【曲紹介】Pink Floyd / The Great Gig In the Sky

ピンク・フロイド / 虚空のスキャット (1973)

1967年にイングランドで結成されたプログレッシヴロックバンド。
1973年に発表された8枚目のアルバム[The Dark Side of the Moon]の5曲目に収録されています。

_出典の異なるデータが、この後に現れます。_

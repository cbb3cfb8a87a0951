//! Composition root: wires configuration, the upstream client and the HTTP
//! router, then serves until shutdown.

use std::sync::Arc;

use axum::Router;
use tokio::net::TcpListener;
use tracing::info;

use crate::adapter::inbound::http::{self, AppState};
use crate::adapter::outbound::llm::OpenAiCompatible;
use crate::application::ReviewService;
use crate::error::Result;
use crate::infrastructure::config::Config;
use crate::port::outbound::llm::Llm;

/// Build the upstream LLM client from configuration.
///
/// # Errors
///
/// Returns an error if the API key is missing or the HTTP client cannot be
/// built.
pub fn build_llm_client(config: &Config) -> Result<Arc<dyn Llm>> {
    let client: Arc<dyn Llm> = Arc::new(OpenAiCompatible::from_config(&config.llm)?);
    info!(
        provider = client.name(),
        model = %config.llm.model,
        base_url = %config.llm.base_url,
        timeout_secs = config.llm.timeout_secs,
        "LLM client initialized"
    );
    Ok(client)
}

/// Build the full application router around a given LLM client.
pub fn build_router(llm: Arc<dyn Llm>) -> Router {
    http::router(AppState::new(ReviewService::new(llm)))
}

/// Bind the configured address and serve until Ctrl-C.
///
/// # Errors
///
/// Returns an error if the client cannot be built or the listener fails.
pub async fn serve(config: Config) -> Result<()> {
    let app = build_router(build_llm_client(&config)?);

    let listener = TcpListener::bind(config.server.bind_address()).await?;
    info!(address = %listener.local_addr()?, "roast-my-book listening");

    axum::serve(listener, app)
        .with_graceful_shutdown(shutdown_signal())
        .await?;

    info!("roast-my-book stopped");
    Ok(())
}

async fn shutdown_signal() {
    if tokio::signal::ctrl_c().await.is_ok() {
        info!("Shutdown signal received");
    }
}
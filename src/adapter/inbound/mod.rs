//! Inbound adapters (driving side).

pub mod cli;
pub mod http;
//! Command-line entry point.

pub mod command;
pub mod run;

pub use command::Cli;
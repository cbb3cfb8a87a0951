//! Configuration loading and validation.

pub mod llm;
pub mod logging;
pub mod server;
pub mod settings;

pub use llm::LlmConfig;
pub use logging::{LogFormat, LoggingConfig};
pub use server::ServerConfig;
pub use settings::Config;
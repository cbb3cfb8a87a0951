//! Handler for the default (serve) command.

use super::command::Cli;
use crate::error::Result;
use crate::infrastructure::bootstrap;
use crate::infrastructure::config::Config;

/// Load configuration, start logging, and serve until shutdown.
pub async fn execute(cli: &Cli) -> Result<()> {
    let mut config = Config::load_or_default(&cli.config)?;
    cli.apply(&mut config);
    config.init_logging();

    bootstrap::serve(config).await
}
//! Roast My Book - humorous book reviews written by an LLM.
//!
//! A thin HTTP service: a request names a book, a writing style and a
//! language; the service renders a prompt, asks one upstream chat-completions
//! endpoint for a review, and returns the text with the request echoed back.
//!
//! # Architecture
//!
//! - [`domain`] - Closed style/language sets, title validation, prompt templates
//! - [`port`] - The [`Llm`](port::Llm) completion trait
//! - [`application`] - `ReviewService`, the validate → prompt → complete pipeline
//! - [`adapter`] - axum HTTP API, CLI, and the OpenAI-compatible client
//! - [`infrastructure`] - Configuration, logging, metrics, process wiring
//! - [`error`] - Error types for the crate
//!
//! # Example
//!
//! ```no_run
//! use std::sync::Arc;
//!
//! use roast_my_book::adapter::outbound::llm::OpenAiCompatible;
//! use roast_my_book::infrastructure::bootstrap::build_router;
//! use roast_my_book::infrastructure::config::Config;
//!
//! fn main() -> Result<(), Box<dyn std::error::Error>> {
//!     let config = Config::parse_toml("")?;
//!     let llm = Arc::new(OpenAiCompatible::from_config(&config.llm)?);
//!     let _router = build_router(llm);
//!     Ok(())
//! }
//! ```

pub mod adapter;
pub mod application;
pub mod domain;
pub mod error;
pub mod infrastructure;
pub mod port;

#[cfg(any(test, feature = "testkit"))]
pub mod testkit;
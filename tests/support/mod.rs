#![allow(dead_code)]

pub mod http;
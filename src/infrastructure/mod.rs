//! Infrastructure layer.
//!
//! Technical concerns that support the service without containing business
//! logic.
//!
//! # Submodules
//!
//! - [`bootstrap`] - Composition root for runtime wiring
//! - [`config`] - Configuration loading and validation
//! - [`monitoring`] - Request and generation metrics

pub mod bootstrap;
pub mod config;
pub mod monitoring;

pub use config::Config;
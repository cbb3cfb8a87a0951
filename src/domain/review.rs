//! Review request and response records.

use serde::{Deserialize, Serialize};

use super::error::DomainError;
use super::language::Language;
use super::prompt::{render_prompt, TemplateTier};
use super::style::Style;

/// Inbound request to generate a review.
#[derive(Debug, Clone, PartialEq, Eq, Serialize, Deserialize)]
pub struct ReviewRequest {
    /// Title as sent by the caller. Checked for emptiness by [`Self::prompt`].
    pub book_name: String,
    pub style: Style,
    #[serde(default)]
    pub language: Language,
}

impl ReviewRequest {
    #[must_use]
    pub fn new(book_name: impl Into<String>, style: Style, language: Language) -> Self {
        Self {
            book_name: book_name.into(),
            style,
            language,
        }
    }

    /// Validate the title and render the prompt for this request.
    ///
    /// # Errors
    ///
    /// Returns [`DomainError::EmptyBookName`] if the title is blank.
    pub fn prompt(&self) -> Result<String, DomainError> {
        let title = BookTitle::try_new(&self.book_name)?;
        let tier = TemplateTier::for_language(self.language);
        Ok(render_prompt(tier, self.style, &title))
    }

    /// Shape the final response from a raw completion.
    #[must_use]
    pub fn into_response(self, completion: &str) -> ReviewResponse {
        ReviewResponse {
            review: completion.trim().to_string(),
            style: self.style,
            book_name: self.book_name,
            language: self.language,
        }
    }
}

/// Generated review plus the echoed request parameters.
#[derive(Debug, Clone, PartialEq, Eq, Serialize, Deserialize)]
pub struct ReviewResponse {
    pub review: String,
    pub style: Style,
    pub book_name: String,
    pub language: Language,
}

/// A book title that is non-empty after trimming.
#[derive(Debug, Clone, PartialEq, Eq)]
pub struct BookTitle(String);

impl BookTitle {
    /// Trim and validate a raw title.
    ///
    /// # Errors
    ///
    /// Returns [`DomainError::EmptyBookName`] if nothing is left after trimming.
    pub fn try_new(raw: &str) -> Result<Self, DomainError> {
        let trimmed = raw.trim();
        if trimmed.is_empty() {
            return Err(DomainError::EmptyBookName);
        }
        Ok(Self(trimmed.to_string()))
    }

    #[must_use]
    pub fn as_str(&self) -> &str {
        &self.0
    }
}
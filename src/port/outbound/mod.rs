//! Outbound ports (driven side): interfaces implemented by outbound adapters.

pub mod llm;
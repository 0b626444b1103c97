pub mod engine;
pub mod types;

pub use engine::{WhaleAgent, FLOW_NAMESPACE};
pub use types::{
    ExchangeFlow, FeedStats, FlowDirection, NetDirection, WalletSignal, WalletStatus, WhaleAction,
    WhaleData, WhaleMove, WhaleSummary,
};
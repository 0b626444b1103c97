use serde::{Deserialize, Serialize};
use std::collections::BTreeMap;

#[derive(Debug, Clone, Copy, PartialEq, Eq, Default, Serialize, Deserialize)]
#[serde(rename_all = "lowercase")]
pub enum VolumeStatus {
    Spike,
    Elevated,
    Normal,
    #[default]
    Unknown,
}

#[derive(Debug, Clone, Copy, PartialEq, Eq, Serialize, Deserialize)]
#[serde(rename_all = "snake_case")]
pub enum FearGreedBand {
    ExtremeFear,
    Fear,
    Neutral,
    Greed,
    ExtremeGreed,
}

#[derive(Debug, Clone, Default, Serialize, Deserialize)]
#[serde(default)]
pub struct MarketAssetData {
    pub price: Option<f64>,
    pub change_24h_pct: Option<f64>,
    pub volume_24h: Option<f64>,
    pub market_cap: Option<f64>,
    pub volume_7d_avg: Option<f64>,
    pub volume_spike_ratio: Option<f64>,
    pub volume_status: VolumeStatus,
}

#[derive(Debug, Clone, Default, Serialize, Deserialize)]
#[serde(default)]
pub struct MarketSentiment {
    pub fear_greed_index: Option<f64>,
    pub classification: Option<FearGreedBand>,
}

#[derive(Debug, Clone, Default, Serialize, Deserialize)]
#[serde(default)]
pub struct GlobalMarket {
    pub total_market_cap_usd: Option<f64>,
    pub total_market_cap_change_24h: Option<f64>,
    pub btc_dominance: Option<f64>,
    pub eth_dominance: Option<f64>,
    pub active_cryptocurrencies: Option<i64>,
}

#[derive(Debug, Clone, Default, Serialize, Deserialize)]
#[serde(default)]
pub struct CoinSummary {
    pub id: String,
    pub symbol: String,
    pub name: String,
    pub price: Option<f64>,
    pub change_24h_pct: Option<f64>,
    pub market_cap: Option<f64>,
    pub volume_24h: Option<f64>,
}

#[derive(Debug, Clone, Default, Serialize, Deserialize)]
#[serde(default)]
pub struct TrendingCoin {
    pub id: String,
    pub symbol: String,
    pub name: String,
    pub market_cap_rank: Option<i64>,
}

#[derive(Debug, Clone, Default, Serialize, Deserialize)]
#[serde(default)]
pub struct Breadth {
    pub top_gainers: Vec<CoinSummary>,
    pub top_losers: Vec<CoinSummary>,
    pub trending_tokens: Vec<TrendingCoin>,
}

#[derive(Debug, Clone, Default, Serialize, Deserialize)]
#[serde(default)]
pub struct CategorySummary {
    pub name: String,
    pub change_24h: Option<f64>,
    pub market_cap: Option<f64>,
}

#[derive(Debug, Clone, Default, Serialize, Deserialize)]
#[serde(default)]
pub struct Categories {
    pub top_gainers: Vec<CategorySummary>,
    pub top_losers: Vec<CategorySummary>,
}

#[derive(Debug, Clone, Default, Serialize, Deserialize)]
#[serde(default)]
pub struct DexPair {
    pub chain_id: String,
    pub dex_id: String,
    pub pair_address: String,
    pub base_symbol: String,
    pub quote_symbol: String,
    pub price_usd: Option<f64>,
    pub volume_24h: Option<f64>,
    pub liquidity_usd: Option<f64>,
    pub change_24h: Option<f64>,
}

#[derive(Debug, Clone, Default, Serialize, Deserialize)]
#[serde(default)]
pub struct DexData {
    pub top_pairs: Vec<DexPair>,
}

#[derive(Debug, Clone, Default, Serialize, Deserialize)]
#[serde(default)]
pub struct MarketSummary {
    pub volume_spike_assets: Vec<String>,
    pub elevated_volume_assets: Vec<String>,
    pub top_gainer_asset: Option<String>,
    pub top_loser_asset: Option<String>,
    pub market_direction: Option<String>,
}

#[derive(Debug, Clone, Default, Serialize, Deserialize)]
#[serde(default)]
pub struct MarketData {
    pub per_asset: BTreeMap<String, MarketAssetData>,
    pub breadth: Breadth,
    pub categories: Categories,
    pub global_market: GlobalMarket,
    pub dex: DexData,
    pub sentiment: MarketSentiment,
    pub summary: MarketSummary,
}
#[async_trait]
impl Agent for MarketAgent {
    type Data = MarketData;

    fn name(&self) -> &'static str {
        "market_agent"
    }

    fn profile_name(&self) -> &str {
        &self.profile.name
    }

    fn empty_data(&self) -> MarketData {
        MarketData::default()
    }

    async fn collect(&self) -> Result<(MarketData, Vec<String>), SignalError> {
        let cfg = &self.profile.market;
        let mut data = MarketData::default();
        let mut errors = Vec::new();

        if cfg.coingecko.enabled {
            match self.fetch_per_asset().await {
                Ok(per_asset) => data.per_asset = per_asset,
                Err(e) => errors.push(format!("per_asset: {e}")),
            }
        }

        if cfg.volume.enabled {
            self.enrich_volume_spikes(&mut data.per_asset).await;
        }

        if cfg.breadth.enabled && cfg.coingecko.enabled {
            match self.fetch_breadth().await {
                Ok((gainers, losers)) => {
                    data.breadth.top_gainers = gainers;
                    data.breadth.top_losers = losers;
                }
                Err(e) => errors.push(format!("breadth: {e}")),
            }
            match self.fetch_trending().await {
                Ok(trending) => data.breadth.trending_tokens = trending,
                Err(e) => errors.push(format!("trending: {e}")),
            }
        }

        if cfg.categories.enabled && cfg.coingecko.enabled {
            match self.fetch_categories().await {
                Ok(categories) => data.categories = categories,
                Err(e) => errors.push(format!("categories: {e}")),
            }
        }

        if cfg.global_market.enabled && cfg.coingecko.enabled {
            match self.fetch_global().await {
                Ok(global) => data.global_market = global,
                Err(e) => errors.push(format!("global_market: {e}")),
            }
        }

        if cfg.dexscreener.enabled {
            match self.fetch_dex_pairs().await {
                Ok(pairs) => data.dex.top_pairs = pairs,
                Err(e) => errors.push(format!("dex: {e}")),
            }
        }

        if cfg.fear_greed.enabled {
            match self.fetch_sentiment().await {
                Ok(sentiment) => data.sentiment = sentiment,
                Err(e) => errors.push(format!("sentiment: {e}")),
            }
        }

        data.summary = Self::build_summary(&data);
        Ok((data, errors))
    }
}
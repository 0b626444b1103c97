use serde::{Deserialize, Serialize};

/// Trading direction attached to a label band.
#[derive(Debug, Clone, Copy, PartialEq, Eq, Serialize, Deserialize)]
#[serde(rename_all = "lowercase")]
pub enum Direction {
    Buy,
    Neutral,
    Sell,
}

impl Direction {
    pub fn as_str(&self) -> &'static str {
        match self {
            Direction::Buy => "buy",
            Direction::Neutral => "neutral",
            Direction::Sell => "sell",
        }
    }
}

/// One `(min_score, name, direction)` band of the label scale.
#[derive(Debug, Clone, Serialize, Deserialize)]
pub struct LabelBand {
    pub min_score: f64,
    pub name: String,
    pub direction: Direction,
}

/// Walk the bands (sorted descending by `min_score`) and return the first one
/// the score reaches. Falls back to the last band for scores below every
/// threshold.
pub fn classify(score: f64, bands: &[LabelBand]) -> (String, Direction) {
    for band in bands {
        if score >= band.min_score {
            return (band.name.clone(), band.direction);
        }
    }
    match bands.last() {
        Some(band) => (band.name.clone(), band.direction),
        None => ("UNKNOWN".to_string(), Direction::Neutral),
    }
}

#[cfg(test)]
mod tests {
    use super::*;
    use crate::profile::Profile;

    #[test]
    fn test_classify_walks_descending_bands() {
        let bands = Profile::default().labels;
        let (name, direction) = classify(81.1, &bands);
        assert_eq!(name, "STRONG BUY");
        assert_eq!(direction, Direction::Buy);

        let (name, direction) = classify(50.0, &bands);
        assert_eq!(name, "NEUTRAL");
        assert_eq!(direction, Direction::Neutral);

        let (name, direction) = classify(5.0, &bands);
        assert_eq!(name, "STRONG SELL");
        assert_eq!(direction, Direction::Sell);
    }

    #[test]
    fn test_label_order_is_monotone() {
        let bands = Profile::default().labels;
        let band_index = |score: f64| {
            bands
                .iter()
                .position(|b| score >= b.min_score)
                .unwrap_or(bands.len() - 1)
        };
        // Higher score never maps to a lower band.
        let mut prev = band_index(100.0);
        for score in [90.0, 70.0, 60.0, 50.0, 40.0, 25.0, 10.0, 0.0] {
            let idx = band_index(score);
            assert!(idx >= prev, "band order broke at score {score}");
            prev = idx;
        }
    }
}
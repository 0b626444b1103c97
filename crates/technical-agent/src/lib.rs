pub mod engine;
pub mod indicators;
pub mod types;

pub use engine::TechnicalAgent;
pub use types::{
    MacdStatus, RsiStatus, TechnicalAssetData, TechnicalData, TechnicalSummary, Trend,
};
//! Periodic LLM sentiment refresh: turn the latest narrative headlines into a
//! per-asset sentiment block cached in the kv-json store. Narrative runs read
//! the cache; scoring is unchanged when it is absent.

use narrative_agent::{LlmSentiment, NarrativeData, LLM_SENTIMENT_NAMESPACE};
use signal_core::profile::LlmSentimentConfig;
use signal_core::{Envelope, LlmClient, Profile};
use signal_store::Storage;

const SYSTEM_PROMPT: &str = "You analyze crypto market narratives. Reply with only a JSON \
object: {\"sentiment\": \"bullish|bearish|neutral\", \"confidence\": 0.0-1.0, \
\"dominant_narrative\": \"...\", \"tone\": \"...\", \"narrative_topics\": [\"...\"]}";

/// Recompute and cache a sentiment block for every asset that has headlines in
/// the latest narrative envelope. Returns the number of refreshed assets.
pub async fn refresh_sentiment_cache(
    store: &Storage,
    profile: &Profile,
    client: &LlmClient,
) -> usize {
    let cfg = &profile.narrative.llm_sentiment;
    let narrative: Option<Envelope<NarrativeData>> = store.load_latest("narrative_agent").await;
    let Some(narrative) = narrative else {
        return 0;
    };

    let mut refreshed = 0usize;
    for asset in &profile.assets {
        let Some(block) = narrative.data.by_asset.get(asset) else {
            continue;
        };
        if block.top_headlines.is_empty() {
            continue;
        }

        match asset_sentiment(client, cfg, asset, &block.top_headlines).await {
            Some(sentiment) => {
                store
                    .save_kv_json(LLM_SENTIMENT_NAMESPACE, asset, &sentiment)
                    .await;
                refreshed += 1;
            }
            None => {
                tracing::debug!(asset, "sentiment refresh skipped");
            }
        }
    }
    refreshed
}

async fn asset_sentiment(
    client: &LlmClient,
    cfg: &LlmSentimentConfig,
    asset: &str,
    headlines: &[String],
) -> Option<LlmSentiment> {
    let sample: Vec<&String> = headlines.iter().take(cfg.max_headlines).collect();
    let prompt = format!(
        "Recent headlines mentioning {asset}:\n{}\n\nSummarize the narrative sentiment.",
        sample
            .iter()
            .map(|h| format!("- {h}"))
            .collect::<Vec<_>>()
            .join("\n")
    );

    let reply = client
        .complete(&cfg.model, cfg.max_tokens, SYSTEM_PROMPT, &prompt)
        .await
        .ok()?;

    parse_sentiment(&reply)
}

/// Parse the model reply, tolerating code fences around the JSON object.
pub(crate) fn parse_sentiment(reply: &str) -> Option<LlmSentiment> {
    let trimmed = reply.trim();
    let json = if let Some(start) = trimmed.find('{') {
        let end = trimmed.rfind('}')?;
        &trimmed[start..=end]
    } else {
        trimmed
    };
    serde_json::from_str::<LlmSentiment>(json).ok()
}

#[cfg(test)]
mod tests {
    use super::*;

    #[test]
    fn test_parse_plain_json() {
        let reply = r#"{"sentiment": "bullish", "confidence": 0.8,
            "dominant_narrative": "ETF inflows", "tone": "optimistic",
            "narrative_topics": ["etf", "institutions"]}"#;
        let parsed = parse_sentiment(reply).unwrap();
        assert_eq!(parsed.sentiment, "bullish");
        assert_eq!(parsed.confidence, 0.8);
        assert_eq!(parsed.narrative_topics.len(), 2);
    }

    #[test]
    fn test_parse_fenced_json() {
        let reply = "```json\n{\"sentiment\": \"neutral\", \"confidence\": 0.5}\n```";
        let parsed = parse_sentiment(reply).unwrap();
        assert_eq!(parsed.sentiment, "neutral");
        // Missing optional fields default.
        assert!(parsed.narrative_topics.is_empty());
    }

    #[test]
    fn test_parse_garbage_is_none() {
        assert!(parse_sentiment("no json here").is_none());
    }
}
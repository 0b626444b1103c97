//! Performance snapshot and accuracy tables.
//!
//! A snapshot records the composite signal and price for one asset at
//! snapshot cadence; accuracy rows record how the signal fared over the 24h /
//! 48h / 7d windows. The `evaluated_*` flags on snapshots are the only
//! mutable fields in the whole store, flipped in the same call that inserts
//! the matching accuracy row.

use sqlx::Row;
use std::collections::BTreeMap;

use crate::{iso_ago_days, iso_ago_hours, now_iso, storage_err, Storage};
use signal_core::SignalError;

const SNAP_TABLE: &str = "performance_snapshots";
const ACC_TABLE: &str = "performance_accuracy";

/// An unevaluated snapshot row, as returned by [`Storage::load_unevaluated_snapshots`].
#[derive(Debug, Clone)]
pub struct SnapshotRow {
    pub id: i64,
    pub timestamp: String,
    pub asset: String,
    pub signal_score: f64,
    pub signal_direction: String,
    pub price_at_signal: f64,
}

#[derive(Debug, Clone, Default, serde::Serialize)]
pub struct TimeframeStats {
    pub accuracy: f64,
    pub hits: i64,
    pub total: i64,
}

#[derive(Debug, Clone, Default, serde::Serialize)]
pub struct AccuracyStats {
    pub total: i64,
    pub hits: i64,
    pub by_timeframe: BTreeMap<String, TimeframeStats>,
    pub by_asset: BTreeMap<String, f64>,
}

fn evaluated_column(window_hours: i64) -> &'static str {
    match window_hours {
        24 => "evaluated_24h",
        48 => "evaluated_48h",
        _ => "evaluated_7d",
    }
}

fn timeframe_label(window_hours: i64) -> String {
    if window_hours == 168 {
        "7d".to_string()
    } else {
        format!("{window_hours}h")
    }
}
pub mod engine;
pub mod insight;
pub mod portfolio;
pub mod scorers;
pub mod types;

pub use engine::{
    adjust_weights, apply_conviction, momentum_label, whale_tier, FusionEngine, OI_NAMESPACE,
    SCORES_NAMESPACE,
};
pub use portfolio::build_portfolio_summary;
pub use types::{
    AssetSignal, Dimension, DimensionScore, FusionData, PortfolioSummary, TopBuy, TopSell,
    WhaleTier,
};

デビュー当時はドラッグによる幻覚を音楽で表現したサイケデリックロックをプレイしていましたが、リーダーのSyd Barrett脱退後は壮大で最新のテクノロジーを駆使したプログレッシヴロックバンドとして最もセールス的に成功したバンドとして有名です。
全世界で5000万枚以上の途方も無い売り上げの記録を打ち立てたバンドの代表作から、ライブでの人気ナンバーがこちらです。

前曲の[Time]からシームレスで続きます。
キーボードのRichard Wrightが作曲したジャズの要素を取り入れた曲であり、全編がスキャットで構成されています。
メロウなコード進行と浮遊感のあるリズムの上を縦横無尽に響き渡るClare Torryの情熱的なスキャットは、強烈なインパクトです。

David Gilmourの奏でる気だるいスライドギターのプレイをインプロゼーションをしばらく聴いていると、Nick Masonが2発のスネアの連打で号令をかけ、そこからは体の内側から迸るエネルギーを放射し続けるかの如きスキャットが続きます。
曲中での盛り上がる部分と落とす部分の対比が突出しており、張り詰めた緊張感の中でいつの間にか曲が終わっていることに気付かされます。

また、日本でしか知られていませんが、邦題の[虚空のスキャット]が秀逸です。
タイトルの和訳は[天上の素晴らしい演奏会]となり、こちらも曲の雰囲気に沿った素敵な響きです。

ですが、[虚空のスキャット]はそれを凌駕しています。
邦題を考えた人物は、おそらく目を瞑って曲に浸っていたんだと思います。
目を瞑ると、広がる景色は虚空です。
前後左右も、自分がどこにいるのかすらはっきりしない、まるっきり何も無い空間が広がります。
はっきりしていることはただ一つ、その耳に響きわたるスキャットだけです。

楽曲の素晴らしさもさることながら、邦題のセンスも後世に語り継ぎたい歴史的名曲です。